Not before long noozis, the waaboozoog (hare) started to become affected by the scarcity of the oginii-waabigwaniin that once had covered the earth as far as the eye could see, their fatness decreasing and their bellies screaming for food. Although the Anishinaabeg vaguely sensed that something was not quite right - the fur of makwa, the bear, became less rich and its meat tasted less sweet than it used to - it were our relatives the aamoog (bees) and the naanooshkaashiinsag (humming birds) who were the first to be alarmed, and, naturally, in the longer term the bears themselves, since they too depended on the nutricious honey that the roses used to yield in abundant quantities.

Eventually, one summer there were no roses to be seen anywhere and the Anishinaabeg, as their little winged relatives almost became extinct and the makade-makwag (black bears) became moody and even outraged, finally started to worry and even to despair, and at last, everyone, humans and animals alike, became alarmed and started to blame each other. So noozis, it was at the end of this summer, which is still known to our People as Oginiig Angwanaagwadwag Niibin (The Summer Of The Disappearance Of The Rose), when more and more conflicts were reported and famine and desperation were at its highest, that a Gichi-zagaswe’idiwin (Great Meeting) was called. Mizhinaweg (messengers) were sent to all four corners of Aki (the earth) to call upon all the spirits and animals and human beings to congregrate and sit around a huge campfire; everyone was invited, eveyone attended.
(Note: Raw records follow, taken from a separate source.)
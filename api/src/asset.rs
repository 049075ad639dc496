//! Defines the asset record as it is stored in the inventory sheet.

use std::fmt;

use chrono::DateTime;
use chrono::Local;
use chrono::NaiveDate;
use chrono::TimeZone;
use serde::Deserialize;
use serde::Serialize;

use crate::cells;

/// Identifier of a sheet row. Assigned by the client as `max + 1` until the
/// server confirms it.
pub type AssetId = u64;

/// A single tracked IT asset.
///
/// Field names on the wire are the sheet's column headers, including the
/// ` *` suffix the sheet uses to mark required columns.
#[derive(Debug, Clone, PartialEq, Default, Serialize, Deserialize)]
pub struct Asset {
    #[serde(
        rename = "ID",
        default,
        deserialize_with = "cells::id",
        skip_serializing_if = "Option::is_none"
    )]
    pub id: Option<AssetId>,

    #[serde(rename = "Asset Name *", default, deserialize_with = "cells::text")]
    pub name: String,

    #[serde(rename = "Asset Tag", default, deserialize_with = "cells::text")]
    pub tag: String,

    #[serde(rename = "Category *", default, deserialize_with = "cells::text")]
    pub category: String,

    #[serde(rename = "Status *", default, deserialize_with = "cells::text")]
    pub status: String,

    #[serde(rename = "Manufacturer", default, deserialize_with = "cells::text")]
    pub manufacturer: String,

    #[serde(rename = "Model", default, deserialize_with = "cells::text")]
    pub model: String,

    #[serde(rename = "Serial Number", default, deserialize_with = "cells::text")]
    pub serial_number: String,

    #[serde(rename = "Location", default, deserialize_with = "cells::text")]
    pub location: String,

    #[serde(rename = "Purchase Date", default, with = "cells::date")]
    pub purchase_date: Option<DateCell>,

    #[serde(rename = "Purchase Cost", default, deserialize_with = "cells::cost")]
    pub purchase_cost: f64,

    #[serde(rename = "Warranty Expiry", default, with = "cells::date")]
    pub warranty_expiry: Option<DateCell>,

    #[serde(rename = "Assigned To", default, deserialize_with = "cells::text")]
    pub assigned_to: String,

    #[serde(rename = "Notes", default, deserialize_with = "cells::text")]
    pub notes: String,

    #[serde(rename = "Date Added", default, with = "cells::date")]
    pub date_added: Option<DateCell>,
}

impl Asset {
    /// Classifies the free-text status column.
    pub fn status_kind(&self) -> StatusKind {
        StatusKind::classify(&self.status)
    }

    /// The columns covered by the free-text search box.
    pub fn search_fields(&self) -> [&str; 5] {
        [
            &self.name,
            &self.tag,
            &self.manufacturer,
            &self.model,
            &self.assigned_to,
        ]
    }

    /// The date used for recency ordering. Rows without a readable one count
    /// as added `today`.
    pub fn added_on_or(&self, today: NaiveDate) -> NaiveDate {
        self.date_added
            .as_ref()
            .and_then(DateCell::date)
            .unwrap_or(today)
    }
}

/// A date column as the sheet holds it.
///
/// A cell that reads as a date is kept as one. Anything else is kept
/// verbatim, so writing the record back leaves the cell as it was.
#[derive(Debug, Clone, PartialEq, Eq)]
pub enum DateCell {
    Date(NaiveDate),
    Raw(String),
}

impl DateCell {
    /// `None` for a blank cell.
    pub fn parse(input: &str) -> Option<Self> {
        if input.trim().is_empty() {
            return None;
        }
        Some(parse_date(input).map_or_else(|| Self::Raw(input.to_owned()), Self::Date))
    }

    pub fn date(&self) -> Option<NaiveDate> {
        match self {
            Self::Date(date) => Some(*date),
            Self::Raw(_) => None,
        }
    }
}

impl From<NaiveDate> for DateCell {
    fn from(date: NaiveDate) -> Self {
        Self::Date(date)
    }
}

impl fmt::Display for DateCell {
    fn fmt(&self, f: &mut fmt::Formatter<'_>) -> fmt::Result {
        match self {
            Self::Date(date) => write!(f, "{}", date.format(cells::DATE_FORMAT)),
            Self::Raw(text) => f.write_str(text),
        }
    }
}

/// The statuses the inventory knows about.
///
/// The status column is open text, so anything unrecognised is `Other`.
#[derive(
    Debug,
    Clone,
    Copy,
    PartialEq,
    Eq,
    Hash,
    strum::Display,
    strum::EnumIs,
    strum::EnumIter,
    strum::EnumString,
    strum::IntoStaticStr,
)]
pub enum StatusKind {
    Active,
    Maintenance,
    Retired,
    #[strum(disabled)]
    Other,
}

impl StatusKind {
    /// Exact, case-sensitive classification.
    pub fn classify(status: &str) -> Self {
        status.parse().unwrap_or(Self::Other)
    }

    /// The statuses offered in the form and the status filter.
    pub fn known() -> impl Iterator<Item = Self> {
        use strum::IntoEnumIterator;
        Self::iter().filter(|kind| !matches!(kind, Self::Other))
    }
}

/// Parses a date typed into the form, or stored in a sheet cell.
///
/// Accepts `YYYY-MM-DD`, or an RFC 3339 timestamp (the script sends date
/// cells as UTC instants), which is read as a calendar day in local time.
pub fn parse_date(input: &str) -> Option<NaiveDate> {
    parse_date_in(input, &Local)
}

fn parse_date_in<Tz: TimeZone>(input: &str, zone: &Tz) -> Option<NaiveDate> {
    let input = input.trim();
    NaiveDate::parse_from_str(input, cells::DATE_FORMAT)
        .ok()
        .or_else(|| {
            DateTime::parse_from_rfc3339(input)
                .ok()
                .map(|stamp| stamp.with_timezone(zone).date_naive())
        })
}

/// Parses a purchase cost. Empty, negative or malformed input yields `0`.
pub fn parse_cost(input: &str) -> f64 {
    input
        .trim()
        .trim_start_matches('$')
        .replace(',', "")
        .parse::<f64>()
        .ok()
        .filter(|cost| cost.is_finite() && *cost >= 0.0)
        .unwrap_or(0.0)
}

#[cfg(test)]
mod tests {
    use super::*;
    use chrono::FixedOffset;
    use chrono::Utc;
    use serde_json::json;

    fn day(y: i32, m: u32, d: u32) -> NaiveDate {
        NaiveDate::from_ymd_opt(y, m, d).unwrap()
    }

    #[test]
    fn decodes_sheet_row_with_loose_cells() {
        let row = json!({
            "ID": "7",
            "Asset Name *": "ThinkPad X1",
            "Asset Tag": "IT-0007",
            "Category *": "Laptop",
            "Status *": "Active",
            "Model": 5510,
            "Purchase Date": "2023-04-01",
            "Purchase Cost": "1,299.50",
            "Warranty Expiry": "",
            "Date Added": "2024-01-15"
        });

        let asset: Asset = serde_json::from_value(row).unwrap();

        assert_eq!(asset.id, Some(7));
        assert_eq!(asset.name, "ThinkPad X1");
        assert_eq!(asset.model, "5510");
        assert_eq!(asset.manufacturer, "");
        assert_eq!(asset.purchase_date, Some(DateCell::Date(day(2023, 4, 1))));
        assert_eq!(asset.purchase_cost, 1299.5);
        assert_eq!(asset.warranty_expiry, None);
        assert_eq!(asset.date_added, Some(DateCell::Date(day(2024, 1, 15))));
        assert!(asset.status_kind().is_active());
    }

    #[test]
    fn unusable_id_decodes_as_absent() {
        for id in [json!(""), json!("abc"), json!(-3), json!(null), json!(2.5)] {
            let asset: Asset = serde_json::from_value(json!({ "ID": id })).unwrap();
            assert_eq!(asset.id, None, "id cell {id}");
        }
        let asset: Asset = serde_json::from_value(json!({ "ID": 4.0 })).unwrap();
        assert_eq!(asset.id, Some(4));
    }

    #[test]
    fn encodes_every_column_with_blank_dates() {
        let asset = Asset {
            id: Some(3),
            name: "Dock".to_string(),
            category: "Accessory".to_string(),
            status: "Active".to_string(),
            date_added: Some(DateCell::Date(day(2024, 2, 29))),
            ..Default::default()
        };

        let value = serde_json::to_value(&asset).unwrap();

        assert_eq!(value["ID"], json!(3));
        assert_eq!(value["Asset Name *"], json!("Dock"));
        assert_eq!(value["Purchase Date"], json!(""));
        assert_eq!(value["Purchase Cost"], json!(0.0));
        assert_eq!(value["Date Added"], json!("2024-02-29"));
        assert_eq!(value.as_object().unwrap().len(), 15);
    }

    #[test]
    fn provisional_record_omits_id() {
        let value = serde_json::to_value(Asset::default()).unwrap();
        assert!(value.get("ID").is_none());
    }

    #[test]
    fn status_classification_is_exact() {
        assert_eq!(StatusKind::classify("Maintenance"), StatusKind::Maintenance);
        assert_eq!(StatusKind::classify("retired"), StatusKind::Other);
        assert_eq!(StatusKind::classify("Other"), StatusKind::Other);
        assert_eq!(
            StatusKind::known().collect::<Vec<_>>(),
            vec![StatusKind::Active, StatusKind::Maintenance, StatusKind::Retired]
        );
    }

    #[test]
    fn unreadable_date_cells_are_written_back_verbatim() {
        let row = json!({
            "ID": 2,
            "Purchase Date": "Jan 2027",
            "Warranty Expiry": 20270101,
            "Date Added": "15/01/2024"
        });

        let asset: Asset = serde_json::from_value(row).unwrap();
        assert_eq!(asset.date_added, Some(DateCell::Raw("15/01/2024".to_string())));
        assert_eq!(asset.added_on_or(day(2024, 6, 1)), day(2024, 6, 1));

        let value = serde_json::to_value(&asset).unwrap();
        assert_eq!(value["Purchase Date"], json!("Jan 2027"));
        assert_eq!(value["Warranty Expiry"], json!("20270101"));
        assert_eq!(value["Date Added"], json!("15/01/2024"));
    }

    #[test]
    fn timestamps_are_read_in_the_given_zone() {
        let stamp = "2024-01-14T18:30:00.000Z";
        let india = FixedOffset::east_opt(5 * 3600 + 1800).unwrap();
        let honolulu = FixedOffset::west_opt(10 * 3600).unwrap();

        assert_eq!(parse_date_in(stamp, &india), Some(day(2024, 1, 15)));
        assert_eq!(parse_date_in(stamp, &honolulu), Some(day(2024, 1, 14)));
        assert_eq!(parse_date_in(stamp, &Utc), Some(day(2024, 1, 14)));
        assert_eq!(parse_date_in(" 2024-03-09 ", &india), Some(day(2024, 3, 9)));
        assert_eq!(parse_date_in("2024-03-09 oops", &Utc), None);
    }

    #[test]
    fn readable_timestamp_is_written_back_as_a_day() {
        let asset: Asset =
            serde_json::from_value(json!({ "Purchase Date": "2024-01-14T12:00:00Z" })).unwrap();
        let expected = parse_date("2024-01-14T12:00:00Z").unwrap();
        assert_eq!(asset.purchase_date, Some(DateCell::Date(expected)));

        let value = serde_json::to_value(&asset).unwrap();
        assert_eq!(value["Purchase Date"], json!(expected.format("%Y-%m-%d").to_string()));
    }

    #[test]
    fn cost_parsing_falls_back_to_zero() {
        assert_eq!(parse_cost("12.5"), 12.5);
        assert_eq!(parse_cost("$1,000"), 1000.0);
        assert_eq!(parse_cost(""), 0.0);
        assert_eq!(parse_cost("-4"), 0.0);
        assert_eq!(parse_cost("n/a"), 0.0);
    }
}
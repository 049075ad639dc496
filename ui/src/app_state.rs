use api::AssetStore;
use api::SheetApi;
use std::ops::Deref;
use std::rc::Rc;

use crate::app_state_mut::AppStateMut;

pub type Store = AssetStore<SheetApi, AppStateMut>;

pub struct AppStateData {
    pub store: Store,
}

/// The long-lived, non-reactive application state.
///
/// Created once when the app starts and shared through the Dioxus context.
/// The store inside pushes its snapshots into the reactive [`AppStateMut`].
#[derive(Clone)]
pub struct AppState(Rc<AppStateData>);

impl Deref for AppState {
    type Target = AppStateData;

    fn deref(&self) -> &Self::Target {
        &self.0
    }
}

impl AppState {
    pub fn new(backend: SheetApi, view: AppStateMut) -> Self {
        Self(Rc::new(AppStateData {
            store: AssetStore::new(backend, view),
        }))
    }
}
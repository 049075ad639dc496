//! The in-memory mirror of the remote asset collection.
//!
//! The store never merges. Every successful write is followed by a full
//! reload, and the view only ever sees the last snapshot the server returned.

use chrono::NaiveDate;
use dioxus_logger::tracing::debug;
use dioxus_logger::tracing::error;
use dioxus_logger::tracing::info;
use dioxus_logger::tracing::warn;
use tokio::sync::RwLock;

use crate::asset::Asset;
use crate::asset::AssetId;
use crate::asset::DateCell;
use crate::dashboard::Dashboard;
use crate::error::StoreError;
use crate::filter;
use crate::filter::AssetFilter;
use crate::notification::Notification;
use crate::sheet_api::AssetBackend;
use crate::sheet_api::Mutation;

pub const DELETE_PROMPT: &str = "Are you sure you want to delete this asset?";
pub const LOAD_FAILED: &str = "Failed to load data from server";

/// The presentation side of the store.
pub trait AssetView {
    /// Called with the new collection after every successful reload.
    fn render(&self, assets: &[Asset]);

    /// Shows a transient message.
    fn notify(&self, notification: Notification);

    /// Asks the user to confirm a destructive action.
    async fn confirm(&self, prompt: &str) -> bool;
}

/// The three kinds of write, used to phrase notifications.
#[derive(Debug, Clone, Copy, PartialEq, Eq, strum::IntoStaticStr)]
#[strum(serialize_all = "lowercase")]
enum Operation {
    Add,
    Update,
    Delete,
}

impl Operation {
    fn success_message(self) -> &'static str {
        match self {
            Self::Add => "Asset added successfully!",
            Self::Update => "Asset updated successfully!",
            Self::Delete => "Asset deleted successfully!",
        }
    }

    fn failure_message(self, err: &StoreError) -> String {
        let verb: &'static str = self.into();
        match err.server_message() {
            Some(reason) => format!("Failed to {verb} asset: {reason}"),
            None => format!("Failed to {verb} asset"),
        }
    }
}

#[derive(Debug)]
struct Snapshot {
    assets: Vec<Asset>,
    next_id: AssetId,
}

/// Computes the next provisional identifier: one past the highest known id,
/// or `1` when no record carries one.
pub fn next_id_after(assets: &[Asset]) -> AssetId {
    assets
        .iter()
        .filter_map(|asset| asset.id)
        .max()
        .map_or(1, |max| max.saturating_add(1))
}

fn utc_today() -> NaiveDate {
    chrono::Utc::now().date_naive()
}

/// Keeps a local copy of the inventory consistent with the server's view.
///
/// The snapshot lock is never held across a network call. Two reloads that
/// overlap are not coordinated: whichever response arrives last wins.
pub struct AssetStore<B, V> {
    backend: B,
    view: V,
    snapshot: RwLock<Snapshot>,
    today: fn() -> NaiveDate,
}

impl<B: AssetBackend, V: AssetView> AssetStore<B, V> {
    pub fn new(backend: B, view: V) -> Self {
        Self {
            backend,
            view,
            snapshot: RwLock::new(Snapshot {
                assets: Vec::new(),
                next_id: 1,
            }),
            today: utc_today,
        }
    }

    /// Replaces the clock used to stamp new records.
    pub fn with_clock(mut self, today: fn() -> NaiveDate) -> Self {
        self.today = today;
        self
    }

    pub fn backend(&self) -> &B {
        &self.backend
    }

    pub fn view(&self) -> &V {
        &self.view
    }

    pub fn today(&self) -> NaiveDate {
        (self.today)()
    }

    /// Replaces the whole collection with the server's.
    ///
    /// On failure the previous collection stays in place and the user is
    /// told; the error is returned for callers that care.
    pub async fn reload(&self) -> Result<(), StoreError> {
        match self.backend.fetch_records().await {
            Ok(records) => {
                let mut snapshot = self.snapshot.write().await;
                snapshot.next_id = next_id_after(&records);
                snapshot.assets = records;
                info!(
                    "loaded {} assets, next id {}",
                    snapshot.assets.len(),
                    snapshot.next_id
                );
                let snapshot = snapshot.downgrade();
                self.view.render(&snapshot.assets);
                Ok(())
            }
            Err(e) => {
                error!("Failed to load assets: {e}");
                self.view.notify(Notification::error(LOAD_FAILED));
                Err(e)
            }
        }
    }

    /// Stamps `asset` with the next provisional id and today's date, sends
    /// it, and reloads once the server accepts it.
    ///
    /// The provisional id is consumed even if the server refuses the record.
    pub async fn create(&self, mut asset: Asset) -> Result<AssetId, StoreError> {
        let id = {
            let mut snapshot = self.snapshot.write().await;
            let id = snapshot.next_id;
            snapshot.next_id = id.saturating_add(1);
            id
        };
        asset.id = Some(id);
        asset.date_added = Some(DateCell::Date(self.today()));

        debug!("creating asset {id}");
        let outcome = self.send(Mutation::Create(asset)).await;
        self.settle(Operation::Add, outcome).await.map(|()| id)
    }

    /// Replaces record `id` with `asset` on the server and reloads.
    ///
    /// A record without a date added keeps the one currently loaded, since the
    /// edit form does not carry it.
    pub async fn update(&self, id: AssetId, mut asset: Asset) -> Result<(), StoreError> {
        asset.id = Some(id);
        if asset.date_added.is_none() {
            asset.date_added = self.get(id).await.and_then(|current| current.date_added);
        }

        debug!("updating asset {id}");
        let outcome = self.send(Mutation::update(asset)).await;
        self.settle(Operation::Update, outcome).await
    }

    /// Deletes record `id` after the user confirms, then reloads.
    ///
    /// Returns `Ok(false)` without touching the network when the user declines.
    pub async fn delete(&self, id: AssetId) -> Result<bool, StoreError> {
        if !self.view.confirm(DELETE_PROMPT).await {
            debug!("delete of asset {id} declined");
            return Ok(false);
        }

        debug!("deleting asset {id}");
        let outcome = self.send(Mutation::delete(id)).await;
        self.settle(Operation::Delete, outcome).await.map(|()| true)
    }

    async fn send(&self, mutation: Mutation) -> Result<(), StoreError> {
        self.backend.submit(&mutation).await?.into_result()
    }

    async fn settle(
        &self,
        operation: Operation,
        outcome: Result<(), StoreError>,
    ) -> Result<(), StoreError> {
        match outcome {
            Ok(()) => {
                self.view
                    .notify(Notification::success(operation.success_message()));
                // A failed reload has already been reported; the write itself stands.
                let _ = self.reload().await;
                Ok(())
            }
            Err(e) => {
                warn!("{operation:?} failed: {e}");
                self.view
                    .notify(Notification::error(operation.failure_message(&e)));
                Err(e)
            }
        }
    }

    /// A copy of the current collection.
    pub async fn assets(&self) -> Vec<Asset> {
        self.snapshot.read().await.assets.clone()
    }

    pub async fn get(&self, id: AssetId) -> Option<Asset> {
        self.snapshot
            .read()
            .await
            .assets
            .iter()
            .find(|asset| asset.id == Some(id))
            .cloned()
    }

    /// The id the next [`create`](Self::create) will use.
    pub async fn next_id(&self) -> AssetId {
        self.snapshot.read().await.next_id
    }

    pub async fn categories(&self) -> Vec<String> {
        filter::categories(&self.snapshot.read().await.assets)
    }

    pub async fn filtered(&self, criteria: &AssetFilter) -> Vec<Asset> {
        let snapshot = self.snapshot.read().await;
        criteria.apply(&snapshot.assets).cloned().collect()
    }

    pub async fn dashboard(&self) -> Dashboard {
        Dashboard::summarize(&self.snapshot.read().await.assets, self.today())
    }
}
During the Great Meeting the delegates of the Anishinaabeg and of every animal being that roamed earth, sky, and waters, chose Makwa, the bear, as ogimaa, the First in Council. "Aaniin nisayedog ashi nimisedog gaye! (Hello brothers, and you too sisters!)" Makwa spoke, "Like you, I am worried about the extinction of our relatives the roses because the honey that their flowers used to yield is becoming scarcer by the day and my People, as well as our little winged relatives aamoog and naanooshkaashiinsag are starving! What do you suggest we can do to help bring the roses back?" 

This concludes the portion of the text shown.